Mining Differentially Expressed Genes in the Marine Free-Living Flatworm Macrostomum lignano Under Aneuploidy-Driven Ploidy Changes

Biodiversity is an essential natural resource providing raw material for evolution by natural selection. Bottleneck and founder effects lead to the lack of genetic variation and, in turn, a decreased adaptive potential and elevated risk of extinction. One of the mechanisms maintaining genetic diversity and phenotypic variation to avoid loss of heterozygosity is the acquiring of new genetic material via gene duplication. It can result from small-scale events like unequal crossing over, retroposition, or large-scale whole genome duplication (WGD). New transcriptomic patterns in polyploids lead to transcriptomic and phenotypic novelty that can facilitate increased adaptability under environmental changes.
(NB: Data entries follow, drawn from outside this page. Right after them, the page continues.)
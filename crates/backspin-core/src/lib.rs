//! Buffer layer for the Backspin playback engine.
//!
//! - [`SampleBuffer`] / [`BufferPool`]: host-owned interleaved storage and the
//!   [`BufferTable`] lookup the engine resolves identifiers through
//! - [`BufferHandle`]: non-blocking scoped shared-read guard over a slot
//! - [`BufferView`]: nearest / linear / cubic reads at fractional positions
//! - [`Phase`]: wrapping read-position accumulator
//!
//! # Example
//!
//! ```
//! use backspin_core::{BufferHandle, BufferPool, BufferTable, Interpolation, Phase, SampleBuffer};
//!
//! let pool = BufferPool::new(4);
//! pool.set(0, SampleBuffer::from_mono(&[0.0, 1.0, 2.0, 3.0, 2.0, 1.0], 48000.0)?)?;
//!
//! let handle = BufferHandle::acquire(pool.get(0).unwrap()).unwrap();
//! let view = handle.view().unwrap();
//!
//! let mut phase = Phase::at(1.0);
//! phase.increment(0.5, view.frames() as f64);
//! let sample = view.read(0, phase.value(), Interpolation::Linear);
//! assert_eq!(sample, 1.5);
//! # Ok::<(), backspin_core::Error>(())
//! ```

pub mod error;
pub use error::{Error, Result};

pub mod compat;

mod buffer;
pub use buffer::{BufferPool, BufferTable, SampleBuffer, SharedBuffer};

mod handle;
pub use handle::BufferHandle;

mod view;
pub use view::BufferView;

pub mod interp;
pub use interp::{cubic_interp, Interpolation};

mod phase;
pub use phase::Phase;
//! Read position accumulator.

/// Fractional read position in frames, kept in `[0, max)` by wraparound.
#[derive(Debug, Clone, Copy, PartialEq, Default)]
pub struct Phase {
    value: f64,
}

impl Phase {
    pub fn new() -> Self {
        Self::default()
    }

    /// Start at `value`. Call [`wrap`](Self::wrap) once the range is known.
    pub fn at(value: f64) -> Self {
        Self { value }
    }

    #[inline]
    pub fn value(&self) -> f64 {
        self.value
    }

    #[inline]
    pub fn set(&mut self, value: f64) {
        self.value = value;
    }

    /// Advance by a signed step and wrap into `[0, max)`.
    ///
    /// `max` must be positive. Steps longer than `max` wrap as many times as
    /// needed.
    #[inline]
    pub fn increment(&mut self, step: f64, max: f64) -> f64 {
        debug_assert!(max > 0.0, "phase range must be positive, got {max}");

        let mut v = self.value + step;
        if v >= max {
            v -= max;
            if v >= max {
                v -= max * (v / max).floor();
            }
        } else if v < 0.0 {
            v += max;
            if v < 0.0 {
                v -= max * (v / max).floor();
            }
        }
        // Rounding in the adds above can land on `max` or a hair below zero.
        if !(0.0..max).contains(&v) {
            v = v.rem_euclid(max);
            if v >= max {
                v = 0.0;
            }
        }
        self.value = v;
        v
    }

    /// Wrap the current value into `[0, max)` without stepping.
    #[inline]
    pub fn wrap(&mut self, max: f64) -> f64 {
        self.increment(0.0, max)
    }
}

#[cfg(test)]
mod tests {
    use super::*;
    use approx::assert_abs_diff_eq;
    use proptest::prelude::*;

    #[test]
    fn test_forward_wrap() {
        let mut phase = Phase::at(7.5);
        assert_eq!(phase.increment(1.0, 8.0), 0.5);
    }

    #[test]
    fn test_backward_wrap() {
        let mut phase = Phase::new();
        assert_eq!(phase.increment(-0.25, 8.0), 7.75);
    }

    #[test]
    fn test_multi_length_step() {
        let mut phase = Phase::at(1.0);
        assert_abs_diff_eq!(phase.increment(8.0 * 5.0 + 0.5, 8.0), 1.5, epsilon = 1e-9);
        assert_abs_diff_eq!(phase.increment(-8.0 * 3.0 - 1.0, 8.0), 0.5, epsilon = 1e-9);
    }

    #[test]
    fn test_wrap_shrinks_into_new_range() {
        let mut phase = Phase::at(10.0);
        assert_eq!(phase.wrap(4.0), 2.0);
    }

    #[test]
    fn test_negative_zero_stays_in_range() {
        let mut phase = Phase::at(-1e-20);
        let v = phase.wrap(8.0);
        assert!((0.0..8.0).contains(&v));
    }

    proptest! {
        #[test]
        fn increment_stays_in_range(
            start in 0.0f64..1000.0,
            steps in proptest::collection::vec(-5000.0f64..5000.0, 1..32),
            max in 0.001f64..1000.0,
        ) {
            let mut phase = Phase::at(start);
            phase.wrap(max);
            for step in steps {
                let v = phase.increment(step, max);
                prop_assert!(v >= 0.0 && v < max, "{v} not in [0, {max})");
            }
        }

        #[test]
        fn whole_lengths_return_to_start(
            start in 0.0f64..1.0,
            k in -50i32..50,
            max in 1.0f64..512.0,
        ) {
            let start = start * max;
            let mut phase = Phase::at(start);
            let v = phase.increment(k as f64 * max, max);
            let diff = (v - start).abs();
            // Either the same value or the same point seen across the wrap seam.
            prop_assert!(diff < 1e-6 * max || (max - diff) < 1e-6 * max);
        }
    }
}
Despite the great genetic diversity potentially generated by WGD and further genome reorganization, only a few WGD events are evolutionary ‘successful.’ Macrostomum lignano, a free-living marine flatworm, is one of the astonishingly successful neopolyploid species. We uncovered the hidden polyploidy of its genome masked with intensive karyotype reorganization. The M. lignano genome consists of three subgenomes that emerged due to the formation of a large fused chromosome and its variants and maintained their heterozygosity through chromosomal rearrangements. In this study, we sought to unveil differences in gene expression and phenotypic variation among euploid and aneuploid worms of M. lignano, being hidden tetra- and hexaploids, respectively.